— ASSIGNED TASK —
The required answer is a copy of each line in the entries below that includes "Duration".

— AVAILABLE RECORDS —
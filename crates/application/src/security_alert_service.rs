use std::sync::Arc;
use std::sync::atomic::{AtomicU64, Ordering};

use async_trait::async_trait;
use auditrail_core::{AppResult, TenantId};
use auditrail_domain::{AuditActionType, AuditCategory, AuditRecord, AuditSeverity};
use chrono::{DateTime, Duration, Utc};
use dashmap::DashMap;
use tracing::{info, warn};
use uuid::Uuid;

use crate::audit_ports::{SecurityAlert, SecurityAlertRepository, SecurityAlertType};
use crate::audit_rules::{
    SWEEP_EVERY, SlidingWindowCounter, is_after_hours, is_compensation_update, login_key,
};
use crate::event_dispatch::{AuditEventConsumer, ConsumerRole, QueuedEvent};


const ADMIN_ROLE_BONUS: u8 = 10;
const AFTER_HOURS_BONUS: u8 = 15;
const MAX_RISK_SCORE: u8 = 100;

/// Thresholds for alert evaluation.
#[derive(Debug, Clone, Copy, PartialEq, Eq)]
pub struct AlertRules {
    /// Failed sign-ins per account that raise an alert.
    pub failed_login_threshold: usize,
    /// Window for failed sign-ins.
    pub failed_login_window: Duration,
    /// Window in which repeated alerts for the same type, tenant and actor are suppressed.
    pub throttle_window: Duration,
}

impl Default for AlertRules {
    fn default() -> Self {
        Self {
            failed_login_threshold: 5,
            failed_login_window: Duration::minutes(15),
            throttle_window: Duration::minutes(15),
        }
    }
}

#[derive(Debug, Clone, PartialEq, Eq, Hash)]
struct ThrottleKey {
    alert_type: SecurityAlertType,
    tenant_id: Option<TenantId>,
    actor: String,
}

struct Trigger {
    alert_type: SecurityAlertType,
    base_score: u8,
    title: &'static str,
    description: String,
}

/// Security-alert evaluation consumer.
pub struct SecurityAlertService {
    repository: Arc<dyn SecurityAlertRepository>,
    rules: AlertRules,
    failed_logins: SlidingWindowCounter<String>,
    last_raised: DashMap<ThrottleKey, DateTime<Utc>>,
    claims: AtomicU64,
}

impl SecurityAlertService {
    /// Creates the service.
    #[must_use]
    pub fn new(repository: Arc<dyn SecurityAlertRepository>, rules: AlertRules) -> Self {
        Self {
            repository,
            failed_logins: SlidingWindowCounter::new(rules.failed_login_window),
            last_raised: DashMap::new(),
            claims: AtomicU64::new(0),
            rules,
        }
    }

    /// Evaluates one record and returns the alert to raise, if any.
    ///
    /// The first matching trigger wins. Alerts repeating an unexpired
    /// (type, tenant, actor) combination are suppressed.
    pub fn evaluate(&self, record: &AuditRecord) -> Option<SecurityAlert> {
        let trigger = self.trigger_for(record)?;
        let risk_score = risk_score(record, &trigger);

        let key = ThrottleKey {
            alert_type: trigger.alert_type,
            tenant_id: record.tenant_id(),
            actor: actor_key(record),
        };
        if !self.try_claim(key, record.occurred_at()) {
            info!(
                alert_type = trigger.alert_type.as_str(),
                record_id = %record.id(),
                "security alert throttled"
            );
            return None;
        }

        Some(SecurityAlert {
            id: Uuid::new_v4(),
            created_at: Utc::now(),
            tenant_id: record.tenant_id(),
            actor_id: record.actor_id(),
            actor_email: record.actor_email().map(str::to_owned),
            alert_type: trigger.alert_type,
            severity: record.severity().max(severity_for_score(risk_score)),
            risk_score,
            title: trigger.title.to_owned(),
            description: trigger.description,
            audit_record_id: record.id(),
            ip_address: record.request().ip_address.clone(),
        })
    }

    fn trigger_for(&self, record: &AuditRecord) -> Option<Trigger> {
        let action = record.action();

        if action == AuditActionType::PermissionDenied {
            return Some(Trigger {
                alert_type: SecurityAlertType::UnauthorizedAccess,
                base_score: 75,
                title: "Unauthorized access attempt",
                description: format!(
                    "{} was denied access to {}",
                    actor_label(record),
                    record
                        .request()
                        .request_path
                        .as_deref()
                        .unwrap_or(record.subject_type())
                ),
            });
        }

        if action == AuditActionType::LoginFailed {
            let key = login_key(record)?;
            let attempts = self.failed_logins.record(key.clone(), record.occurred_at());
            if attempts < self.rules.failed_login_threshold {
                return None;
            }
            return Some(Trigger {
                alert_type: SecurityAlertType::FailedLoginThreshold,
                base_score: 80,
                title: "Repeated failed sign-ins",
                description: format!(
                    "{attempts} failed sign-ins for '{key}' within {} minutes",
                    self.rules.failed_login_window.num_minutes()
                ),
            });
        }

        let severity = record.severity();
        if action == AuditActionType::DataExported && severity.at_least(AuditSeverity::Critical) {
            return Some(Trigger {
                alert_type: SecurityAlertType::MassDataExport,
                base_score: 70,
                title: "Large data export",
                description: format!("{} exported a large data set", actor_label(record)),
            });
        }

        if severity.at_least(AuditSeverity::Warning) && is_after_hours(record.occurred_at()) {
            return Some(Trigger {
                alert_type: SecurityAlertType::AfterHoursAccess,
                base_score: 45,
                title: "Activity outside business hours",
                description: format!(
                    "{} performed {} at {}",
                    actor_label(record),
                    action,
                    record.occurred_at().format("%H:%M UTC")
                ),
            });
        }

        if is_compensation_update(record) {
            return Some(Trigger {
                alert_type: SecurityAlertType::CompensationChange,
                base_score: 60,
                title: "Compensation changed",
                description: format!(
                    "{} changed compensation on {} '{}'",
                    actor_label(record),
                    record.subject_type(),
                    record.subject_id().unwrap_or_default()
                ),
            });
        }

        if record.category() == AuditCategory::Security && severity.at_least(AuditSeverity::Critical) {
            return Some(Trigger {
                alert_type: SecurityAlertType::CriticalSecurityEvent,
                base_score: severity_base_score(severity),
                title: "Critical security event",
                description: format!("{action} recorded at {} severity", severity.as_str()),
            });
        }

        None
    }

    fn try_claim(&self, key: ThrottleKey, at: DateTime<Utc>) -> bool {
        let window = self.rules.throttle_window;
        let mut claimed = false;
        self.last_raised
            .entry(key)
            .and_modify(|last| {
                if at - *last >= window {
                    *last = at;
                    claimed = true;
                }
            })
            .or_insert_with(|| {
                claimed = true;
                at
            });

        if self.claims.fetch_add(1, Ordering::Relaxed) % SWEEP_EVERY == SWEEP_EVERY - 1 {
            self.last_raised.retain(|_, last| at - *last < window);
        }
        claimed
    }
}

fn risk_score(record: &AuditRecord, trigger: &Trigger) -> u8 {
    let mut score = trigger.base_score.max(severity_base_score(record.severity()));
    if record
        .actor_role()
        .is_some_and(|role| role.to_ascii_lowercase().contains("admin"))
    {
        score = score.saturating_add(ADMIN_ROLE_BONUS);
    }
    if trigger.alert_type != SecurityAlertType::AfterHoursAccess
        && is_after_hours(record.occurred_at())
    {
        score = score.saturating_add(AFTER_HOURS_BONUS);
    }
    score.min(MAX_RISK_SCORE)
}

fn severity_base_score(severity: AuditSeverity) -> u8 {
    match severity {
        AuditSeverity::Info => 10,
        AuditSeverity::Warning => 30,
        AuditSeverity::Critical => 70,
        AuditSeverity::Emergency => 90,
    }
}

fn severity_for_score(score: u8) -> AuditSeverity {
    match score {
        90.. => AuditSeverity::Critical,
        50.. => AuditSeverity::Warning,
        _ => AuditSeverity::Info,
    }
}

fn actor_key(record: &AuditRecord) -> String {
    record
        .actor_id()
        .map(|actor_id| actor_id.to_string())
        .or_else(|| login_key(record))
        .unwrap_or_default()
}

fn actor_label(record: &AuditRecord) -> String {
    record
        .actor_email()
        .map(str::to_owned)
        .or_else(|| record.actor_id().map(|actor_id| actor_id.to_string()))
        .unwrap_or_else(|| "anonymous actor".to_owned())
}

#[async_trait]
impl AuditEventConsumer for SecurityAlertService {
    fn role(&self) -> ConsumerRole {
        ConsumerRole::SecurityAlerting
    }

    async fn consume(&self, event: &QueuedEvent) -> AppResult<()> {
        let Some(alert) = self.evaluate(&event.record) else {
            return Ok(());
        };

        warn!(
            alert_type = alert.alert_type.as_str(),
            severity = alert.severity.as_str(),
            risk_score = alert.risk_score,
            actor_id = ?alert.actor_id,
            record_id = %alert.audit_record_id,
            "security alert raised"
        );
        self.repository.save_alert(&alert).await
    }
}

— RESPONSE TO THIS TASK —
use chrono::{DateTime, Duration, Utc};
    pub failed_login_window: Duration,
    pub throttle_window: Duration,
            failed_login_window: Duration::minutes(15),
            throttle_window: Duration::minutes(15),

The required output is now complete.